Nun, bei TEW ist das so ne Sache. Es ist möglich, viele Gegner durch schleichen zu umgehen, auch kannst Du Gegner in Fallen laufen lassen, allerdings meist erst wenn sie Dich entdeckt haben. Die Bossgegner musst Du bis auf 3 Ausnahmen mit Waffengewalt erledigen. An vielen Stellen lässt sich die offene Konfrontation aber nicht vermeiden.

Wenn Du also ein reines Stealth Game ala Splinter Cell suchst, bist Du bei TEW falsch.

Optionale Wege wirst Du auch nicht finden, es gibt zwar Abzweigungen und Nebenräume wo Sachen zu finden sind aber ansonsten ist der Weg ziemlich linear gehalten. Da heißt es alles genau absuchen.

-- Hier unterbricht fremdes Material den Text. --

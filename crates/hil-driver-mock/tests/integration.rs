//! Integration tests for the mock backend
//!
//! Drives the mock through the public `hil-core` traits only, the way a session does.

use bytes::Bytes;
use hil_core::manager::{BackendFactory, FactoryRegistry};
use hil_core::resource::{AllocationCriteria, ManagerEndpoint, SerialParameters};
use hil_driver_mock::*;
use std::sync::{Arc, Mutex};
use std::time::Duration;

fn endpoint() -> ManagerEndpoint {
    ManagerEndpoint {
        host: None,
        port: 8000,
        timeout: Duration::from_secs(5),
    }
}

struct CollectingRegistry {
    ids: Mutex<Vec<&'static str>>,
}

impl FactoryRegistry for CollectingRegistry {
    fn register_factory(&self, factory: Box<dyn BackendFactory>) {
        self.ids.lock().unwrap().push(factory.backend_id());
    }
}

#[test]
fn test_register_all_registers_mock() {
    let registry = CollectingRegistry {
        ids: Mutex::new(Vec::new()),
    };
    register_all(&registry);
    assert_eq!(*registry.ids.lock().unwrap(), vec![MOCK_BACKEND_ID]);
}

#[tokio::test]
async fn test_full_device_cycle_through_traits() {
    let pool = Arc::new(MockPool::default());
    let factory = MockBackendFactory::with_pool(pool.clone());
    let client = factory.build(endpoint()).await.unwrap();

    let resources = client.list_resources().await.unwrap();
    assert_eq!(resources.len(), 3);

    let handle = client
        .allocate(&AllocationCriteria::new(Some("NUCLEO_F429ZI".into()), None))
        .await
        .unwrap()
        .expect("a NUCLEO board is free");
    assert!(handle.is_allocated());

    handle
        .open_connection(SerialParameters::raw(9600))
        .await
        .unwrap();
    assert!(handle.reset().await);
    handle.write_line(b"{{__sync;1}}").await.unwrap();
    assert_eq!(
        handle.read(64).await.unwrap(),
        Bytes::from_static(b"{{__sync;1}}")
    );

    handle.close_connection().await.unwrap();
    handle.release().await.unwrap();

    let device = pool.device(handle.resource_id()).unwrap();
    let stats = device.stats();
    assert_eq!(stats.opens, 1);
    assert_eq!(stats.closes, 1);
    assert_eq!(stats.releases, 1);
    assert_eq!(pool.allocated_count(), 0);
}

#[tokio::test]
async fn test_device_output_without_loopback() {
    let pool = Arc::new(MockPool::new(vec![
        MockDevice::builder("quiet", "K64F").loopback(false).build(),
    ]));
    let client = MockBackendFactory::with_pool(pool.clone())
        .build(endpoint())
        .await
        .unwrap();
    let handle = client
        .allocate(&AllocationCriteria::default())
        .await
        .unwrap()
        .unwrap();
    handle.open_connection(SerialParameters::default()).await.unwrap();

    handle.write_line(b"ping").await.unwrap();
    assert!(handle.read(16).await.unwrap().is_empty());

    pool.device("quiet").unwrap().inject_output(b"pong");
    assert_eq!(handle.read(16).await.unwrap(), Bytes::from_static(b"pong"));
}

#[tokio::test]
async fn test_communication_loss_mid_session() {
    let pool = Arc::new(MockPool::new(vec![
        MockDevice::builder("flaky", "K64F")
            .errors(ErrorConfig::scenario(ErrorScenario::FailAfterN {
                operation: "write",
                count: 1,
            }))
            .build(),
    ]));
    let client = MockBackendFactory::with_pool(pool)
        .build(endpoint())
        .await
        .unwrap();
    let handle = client
        .allocate(&AllocationCriteria::default())
        .await
        .unwrap()
        .unwrap();
    handle.open_connection(SerialParameters::default()).await.unwrap();

    assert!(handle.write_line(b"one").await.is_ok());
    assert!(handle.write_line(b"two").await.is_err());
}
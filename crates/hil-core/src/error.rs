//! Error types shared by sessions, brokers and device handles.
//!
//! Two layers exist:
//!
//! - **`DeviceError`**: raised by a [`crate::device::DeviceHandle`] implementation. It
//!   carries the resource id and a [`DeviceErrorKind`] so the session can classify
//!   transport failures without parsing messages.
//! - **`HilError`**: the taxonomy a session works in. Lifecycle establishment failures
//!   (`BackendUnavailable`, `NoResourceAvailable`, `AllocationConflict`,
//!   `ConnectionFailed`) leave a session degraded but queryable; `ProvisioningFailed`
//!   is only ever recorded.
//!
//! Sessions never unwind through their caller on these errors. Instead they keep the
//! latest failure in an [`ErrorRecord`] that a test runner polls.

use chrono::{DateTime, Utc};
use serde::{Deserialize, Serialize};
use thiserror::Error;

// =============================================================================
// Device Errors
// =============================================================================

/// Classification of a [`DeviceError`].
#[derive(Debug, Clone, Copy, PartialEq, Eq, Serialize, Deserialize)]
#[serde(rename_all = "snake_case")]
pub enum DeviceErrorKind {
    /// Transport could not be opened or closed.
    Connection,
    /// Link failed mid-transfer.
    Communication,
    /// I/O attempted on a closed transport.
    NotConnected,
    /// Resource not held, or still held when it must not be.
    Allocation,
    /// The device itself reported a fault.
    Hardware,
    /// The call exceeded the backend's time bound.
    Timeout,
    /// Anything else.
    Unknown,
}

impl std::fmt::Display for DeviceErrorKind {
    fn fmt(&self, f: &mut std::fmt::Formatter<'_>) -> std::fmt::Result {
        let label = match self {
            DeviceErrorKind::Connection => "connection",
            DeviceErrorKind::Communication => "communication",
            DeviceErrorKind::NotConnected => "not_connected",
            DeviceErrorKind::Allocation => "allocation",
            DeviceErrorKind::Hardware => "hardware",
            DeviceErrorKind::Timeout => "timeout",
            DeviceErrorKind::Unknown => "unknown",
        };
        write!(f, "{}", label)
    }
}

/// Failure raised by a device handle.
#[derive(Error, Debug, Clone, PartialEq, Eq)]
#[error("Device '{resource_id}' {kind} error: {message}")]
pub struct DeviceError {
    /// Resource the failure happened on.
    pub resource_id: String,
    /// Failure classification.
    pub kind: DeviceErrorKind,
    /// Human-readable detail.
    pub message: String,
}

impl DeviceError {
    /// Build an error for `resource_id`.
    pub fn new(
        resource_id: impl Into<String>,
        kind: DeviceErrorKind,
        message: impl Into<String>,
    ) -> Self {
        Self {
            resource_id: resource_id.into(),
            kind,
            message: message.into(),
        }
    }

    /// Shorthand for the error every handle returns on I/O while disconnected.
    pub fn not_connected(resource_id: impl Into<String>) -> Self {
        Self::new(resource_id, DeviceErrorKind::NotConnected, "connection is not open")
    }
}

// =============================================================================
// Session Errors
// =============================================================================

/// Convenience alias for results using the harness error type.
pub type HilResult<T> = std::result::Result<T, HilError>;

/// Primary error type for remote device sessions.
///
/// # Error Categories
///
/// 1. **Backend resolution** - `BackendUnavailable`
///    - Permanent for the lifetime of a session; the session stays disconnected.
///
/// 2. **Pool contention** - `NoResourceAvailable`, `AllocationConflict`
///    - The caller may retry allocation later. Sessions never retry internally.
///
/// 3. **Transport** - `ConnectionFailed`, `Device`
///    - Fatal to the session's I/O; teardown still runs.
///
/// 4. **Provisioning** - `ProvisioningFailed`
///    - Recorded only. A device may already carry the right firmware.
#[derive(Error, Debug, Clone)]
pub enum HilError {
    /// No factory is registered under the requested backend id, or the factory
    /// could not construct a client.
    #[error("Resource manager backend '{backend}' unavailable: {reason}")]
    BackendUnavailable { backend: String, reason: String },

    /// The broker found no free resource matching the allocation criteria.
    #[error("No resource available matching {criteria}")]
    NoResourceAvailable { criteria: String },

    /// The pinned target is held by another allocation.
    #[error("Resource '{target_id}' is already allocated elsewhere")]
    AllocationConflict { target_id: String },

    /// Opening the transport on the allocated resource failed.
    #[error("Connection to '{resource_id}' failed: {reason}")]
    ConnectionFailed { resource_id: String, reason: String },

    /// Flash or reset reported failure.
    #[error("Provisioning step '{step}' failed on '{resource_id}'")]
    ProvisioningFailed {
        resource_id: String,
        step: ProvisioningStep,
    },

    /// A lifecycle operation was invoked from a state that does not permit it.
    #[error("Operation '{operation}' not permitted in state '{state}'")]
    InvalidState {
        operation: &'static str,
        state: String,
    },

    /// A device handle operation failed.
    #[error(transparent)]
    Device(#[from] DeviceError),

    /// The broker client failed for a reason outside the allocation taxonomy.
    #[error("Resource manager error: {0}")]
    Broker(String),

    /// Configuration values parsed but are semantically invalid.
    #[error("Configuration validation error: {0}")]
    Configuration(String),
}

/// Which provisioning step failed.
#[derive(Debug, Clone, Copy, PartialEq, Eq, Serialize, Deserialize)]
#[serde(rename_all = "snake_case")]
pub enum ProvisioningStep {
    /// Writing the firmware image.
    Flash,
    /// Rebooting into the flashed image.
    Reset,
}

impl std::fmt::Display for ProvisioningStep {
    fn fmt(&self, f: &mut std::fmt::Formatter<'_>) -> std::fmt::Result {
        match self {
            ProvisioningStep::Flash => write!(f, "flash"),
            ProvisioningStep::Reset => write!(f, "reset"),
        }
    }
}

/// Flat classification of [`HilError`], stored in an [`ErrorRecord`].
#[derive(Debug, Clone, Copy, PartialEq, Eq, Serialize, Deserialize)]
#[serde(rename_all = "snake_case")]
pub enum ErrorKind {
    /// See [`HilError::BackendUnavailable`].
    BackendUnavailable,
    /// See [`HilError::NoResourceAvailable`].
    NoResourceAvailable,
    /// See [`HilError::AllocationConflict`].
    AllocationConflict,
    /// See [`HilError::ConnectionFailed`].
    ConnectionFailed,
    /// See [`HilError::ProvisioningFailed`].
    ProvisioningFailed,
    /// See [`HilError::InvalidState`].
    InvalidState,
    /// See [`HilError::Device`].
    Device,
    /// See [`HilError::Broker`].
    Broker,
    /// See [`HilError::Configuration`].
    Configuration,
}

impl ErrorKind {
    /// Whether a caller may reasonably retry the failed operation.
    pub fn is_retryable(&self) -> bool {
        matches!(
            self,
            ErrorKind::NoResourceAvailable | ErrorKind::AllocationConflict
        )
    }

    /// Whether the error leaves the session without a usable connection.
    pub fn is_fatal(&self) -> bool {
        matches!(
            self,
            ErrorKind::BackendUnavailable | ErrorKind::ConnectionFailed
        )
    }
}

impl HilError {
    /// Flat classification of this error.
    pub fn kind(&self) -> ErrorKind {
        match self {
            HilError::BackendUnavailable { .. } => ErrorKind::BackendUnavailable,
            HilError::NoResourceAvailable { .. } => ErrorKind::NoResourceAvailable,
            HilError::AllocationConflict { .. } => ErrorKind::AllocationConflict,
            HilError::ConnectionFailed { .. } => ErrorKind::ConnectionFailed,
            HilError::ProvisioningFailed { .. } => ErrorKind::ProvisioningFailed,
            HilError::InvalidState { .. } => ErrorKind::InvalidState,
            HilError::Device(_) => ErrorKind::Device,
            HilError::Broker(_) => ErrorKind::Broker,
            HilError::Configuration(_) => ErrorKind::Configuration,
        }
    }
}

// =============================================================================
// Error Record
// =============================================================================

/// Last error observed by a session, kept for polling.
#[derive(Debug, Clone, PartialEq, Eq, Serialize, Deserialize)]
pub struct ErrorRecord {
    /// Classification of the recorded error.
    pub kind: ErrorKind,
    /// Session operation during which the error occurred (`"allocate"`, `"finish"`, ...).
    pub operation: String,
    /// Rendered error message.
    pub message: String,
    pub recorded_at: DateTime<Utc>,
}

impl ErrorRecord {
    /// Record `error` as observed now during `operation`.
    pub fn new(operation: impl Into<String>, error: &HilError) -> Self {
        Self {
            kind: error.kind(),
            operation: operation.into(),
            message: error.to_string(),
            recorded_at: Utc::now(),
        }
    }
}

impl std::fmt::Display for ErrorRecord {
    fn fmt(&self, f: &mut std::fmt::Formatter<'_>) -> std::fmt::Result {
        write!(f, "[{}] {}", self.operation, self.message)
    }
}
impl DeviceSession {
    /// Create an inert session. Nothing is contacted until [`Self::initialize`].
    pub fn new(config: impl Into<Arc<SessionConfig>>, registry: Arc<BackendRegistry>) -> Self {
        let config = config.into();
        Self {
            name: format!("hil-{}", config.manager_backend),
            config,
            registry,
            client: None,
            handle: None,
            state: SessionState::Uninitialized,
            last_error: Mutex::new(None),
            resources_seen: 0,
        }
    }

    /// Override the name used in log fields.
    pub fn with_name(mut self, name: impl Into<String>) -> Self {
        self.name = name.into();
        self
    }

    /// Name carried in every log event of this session.
    pub fn name(&self) -> &str {
        &self.name
    }

    /// Configuration the session was created with.
    pub fn config(&self) -> &SessionConfig {
        &self.config
    }

    /// Current lifecycle position.
    pub fn state(&self) -> SessionState {
        self.state
    }

    /// Number of resources the broker listed most recently. Diagnostic only.
    pub fn resources_seen(&self) -> usize {
        self.resources_seen
    }

    /// Id of the held resource, if any.
    pub fn resource_id(&self) -> Option<&str> {
        self.handle.as_deref().map(|h| h.resource_id())
    }

    // =========================================================================
    // Lifecycle
    // =========================================================================

    /// Validate the configuration, then resolve the configured backend and build its
    /// broker client.
    ///
    /// An invalid configuration is recorded as `Configuration` and leaves the session
    /// inert, like an unresolvable backend.
    pub async fn initialize(&mut self) -> HilResult<()> {
        self.expect_state("initialize", SessionState::Uninitialized)?;
        if let Err(e) = self.config.validate() {
            return Err(self.fail("initialize", e));
        }

        let backend = self.config.manager_backend.clone();
        let client = match self.registry.resolve(&backend, self.config.endpoint()).await {
            Ok(client) => client,
            Err(e) => return Err(self.fail("initialize", e)),
        };

        match client.list_resources().await {
            Ok(resources) => {
                self.resources_seen = resources.len();
                info!(
                    target: SESSION_TARGET,
                    session = %self.name,
                    backend = %backend,
                    resources = resources.len(),
                    "Resource manager client ready"
                );
            }
            Err(e) => warn!(
                target: SESSION_TARGET,
                session = %self.name,
                backend = %backend,
                error = %e,
                "Could not list resources"
            ),
        }

        self.client = Some(client);
        self.transition(SessionState::ClientReady);
        Ok(())
    }

    /// Exclusively allocate one resource matching the configured platform and target.
    ///
    /// Never retries; `NoResourceAvailable` and `AllocationConflict` are retryable by
    /// the caller on a fresh session.
    pub async fn allocate(&mut self) -> HilResult<()> {
        self.expect_state("allocate", SessionState::ClientReady)?;
        let Some(client) = self.client.clone() else {
            return Err(self.invalid_state("allocate"));
        };

        match client.list_resources().await {
            Ok(resources) => self.resources_seen = resources.len(),
            Err(e) => debug!(
                target: SESSION_TARGET,
                session = %self.name,
                error = %e,
                "Resource listing before allocation failed"
            ),
        }

        let criteria = self.config.criteria();
        let handle = match client.allocate(&criteria).await {
            Ok(Some(handle)) => handle,
            Ok(None) => {
                return Err(self.fail(
                    "allocate",
                    HilError::NoResourceAvailable {
                        criteria: criteria.to_string(),
                    },
                ));
            }
            Err(e) => return Err(self.fail("allocate", e)),
        };

        info!(
            target: SESSION_TARGET,
            session = %self.name,
            resource_id = %handle.resource_id(),
            criteria = %criteria,
            "Resource allocated"
        );
        self.handle = Some(handle);
        self.transition(SessionState::ResourceAllocated);
        Ok(())
    }

    /// Open the raw transport at the configured baud rate.
    pub async fn connect(&mut self) -> HilResult<()> {
        self.expect_state("connect", SessionState::ResourceAllocated)?;
        let Some(handle) = self.handle.clone() else {
            return Err(self.invalid_state("connect"));
        };

        let params = self.config.serial_parameters();
        if let Err(e) = handle.open_connection(params).await {
            return Err(self.fail(
                "connect",
                HilError::ConnectionFailed {
                    resource_id: handle.resource_id().to_string(),
                    reason: e.to_string(),
                },
            ));
        }

        info!(
            target: SESSION_TARGET,
            session = %self.name,
            resource_id = %handle.resource_id(),
            baud_rate = params.baud_rate,
            "Connection open"
        );
        self.transition(SessionState::Connected);
        Ok(())
    }

    /// Flash the configured image (force overwrite), then reset.
    ///
    /// Both steps are best-effort: failures are recorded, and the session reaches
    /// `Ready` regardless. Without an `image_path` the flash is skipped.
    pub async fn provision(&mut self) -> HilResult<()> {
        self.expect_state("provision", SessionState::Connected)?;
        let Some(handle) = self.handle.clone() else {
            return Err(self.invalid_state("provision"));
        };
        let resource_id = handle.resource_id().to_string();

        match self.config.image_path.clone() {
            Some(image) => {
                if handle.flash(&image, true).await {
                    info!(
                        target: SESSION_TARGET,
                        session = %self.name,
                        resource_id = %resource_id,
                        image = %image.display(),
                        "Image flashed"
                    );
                } else {
                    self.record_provisioning_failure(&resource_id, ProvisioningStep::Flash);
                }
            }
            None => debug!(
                target: SESSION_TARGET,
                session = %self.name,
                resource_id = %resource_id,
                "No image configured, skipping flash"
            ),
        }
        self.transition(SessionState::Provisioned);

        if handle.reset().await {
            info!(
                target: SESSION_TARGET,
                session = %self.name,
                resource_id = %resource_id,
                "Device reset"
            );
        } else {
            self.record_provisioning_failure(&resource_id, ProvisioningStep::Reset);
        }
        self.transition(SessionState::Ready);
        Ok(())
    }

    /// Run `initialize`, `allocate`, `connect` and `provision`, stopping at the first
    /// failure. Returns whether the session is `Ready`.
    pub async fn establish(&mut self) -> bool {
        match self.bring_up().await {
            Ok(()) => self.state == SessionState::Ready,
            Err(e) => {
                debug!(
                    target: SESSION_TARGET,
                    session = %self.name,
                    state = %self.state,
                    error = %e,
                    "Session bring-up stopped"
                );
                false
            }
        }
    }

    async fn bring_up(&mut self) -> HilResult<()> {
        self.initialize().await?;
        self.allocate().await?;
        self.connect().await?;
        self.provision().await
    }

    /// Release everything held.
    ///
    /// Closes only an open connection and releases only a resource that is still
    /// allocated and no longer connected. Safe to call any number of times, in any
    /// state.
    ///
    /// Failures are recorded under the `finish` operation, never returned. If closing
    /// fails the resource is not released and the handle is still dropped, so the
    /// board stays allocated at the broker until the broker reclaims it. A later
    /// `finish` does not retry.
    pub async fn finish(&mut self) {
        if let Some(handle) = self.handle.take() {
            let resource_id = handle.resource_id().to_string();

            if handle.is_connected() {
                match handle.close_connection().await {
                    Ok(()) => debug!(
                        target: SESSION_TARGET,
                        session = %self.name,
                        resource_id = %resource_id,
                        "Connection closed"
                    ),
                    Err(e) => {
                        self.record("finish", &HilError::Device(e));
                    }
                }
            }

            if handle.is_allocated() {
                if handle.is_connected() {
                    warn!(
                        target: SESSION_TARGET,
                        session = %self.name,
                        resource_id = %resource_id,
                        "Connection still open, resource not released"
                    );
                } else if let Err(e) = handle.release().await {
                    self.record("finish", &HilError::Device(e));
                } else {
                    info!(
                        target: SESSION_TARGET,
                        session = %self.name,
                        resource_id = %resource_id,
                        "Resource released"
                    );
                }
            }
        }

        self.client = None;
        if self.state != SessionState::Finished {
            self.transition(SessionState::Finished);
        }
    }

    /// Run `body` against this session and always finish it afterwards.
    ///
    /// A panic inside `body` is resumed once teardown has completed.
    pub async fn run_scoped<T, F>(mut self, body: F) -> T
    where
        F: for<'s> FnOnce(&'s mut DeviceSession) -> BoxFuture<'s, T>,
    {
        let outcome = AssertUnwindSafe(body(&mut self)).catch_unwind().await;
        self.finish().await;
        match outcome {
            Ok(value) => value,
            Err(payload) => {
                error!(
                    target: SESSION_TARGET,
                    session = %self.name,
                    "Session body panicked, resources released"
                );
                std::panic::resume_unwind(payload)
            }
        }
    }

    // =========================================================================
    // Internals
    // =========================================================================

    fn transition(&mut self, next: SessionState) {
        debug!(
            target: SESSION_TARGET,
            session = %self.name,
            from = %self.state,
            to = %next,
            "State transition"
        );
        self.state = next;
    }

    fn expect_state(&self, operation: &'static str, expected: SessionState) -> HilResult<()> {
        if self.state == expected {
            Ok(())
        } else {
            Err(self.invalid_state(operation))
        }
    }

    fn invalid_state(&self, operation: &'static str) -> HilError {
        self.fail(
            operation,
            HilError::InvalidState {
                operation,
                state: self.state.to_string(),
            },
        )
    }

    /// Record `err` and hand it back for propagation.
    fn fail(&self, operation: &'static str, err: HilError) -> HilError {
        self.record(operation, &err);
        err
    }

    fn record(&self, operation: &'static str, err: &HilError) {
        error!(
            target: SESSION_TARGET,
            session = %self.name,
            operation = operation,
            kind = ?err.kind(),
            error = %err,
            "Session operation failed"
        );
        *self.last_error.lock() = Some(ErrorRecord::new(operation, err));
    }

    fn record_provisioning_failure(&self, resource_id: &str, step: ProvisioningStep) {
        self.record(
            "provision",
            &HilError::ProvisioningFailed {
                resource_id: resource_id.to_string(),
                step,
            },
        );
    }

    fn live_handle(&self) -> Option<&Arc<dyn DeviceHandle>> {
        if self.connected() {
            self.handle.as_ref()
        } else {
            None
        }
    }
}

Den God-Mode solls geben (keine Ahnung was man da eingeben muss), das macht das Spiel aber denke ich ziemlich langweilig .


----------



## Macalanias (21. Februar 2015)

ich hab nicht so ein spiel speziell gesucht, ich wollte nur wissen ob es denn geht. vorsicht ist die mutter des zombiekillers wenn er keinen flammenwerfer auf dem rücken hat 

das es keine optionalen wege gibt kommt der fehlenden map zumindest schon mal zu gute

wie ist es denn mit dem verstecken. muss man hinter gegenständen sein oder reichen ecken ohne licht auch aus?


----------



## Shorty484 (22. Februar 2015)

Also meine Erfahrungen sind da unterschiedlich. Mal steht ein Gegner direkt vor einem und sieht einen in der dunklen Ecke nicht. Manchmal hockt man hinter einem Gegenstand und wird trotzdem gesehen, oder wird von Gegnern sogar schon von weitem gesehen.


----------



## Macalanias (22. Februar 2015)

inzwischen bin ich auch gut dabei und mach nun in den nächsten spiel minuten anstalten in lvl 3 den boss in der scheune anzugehen. 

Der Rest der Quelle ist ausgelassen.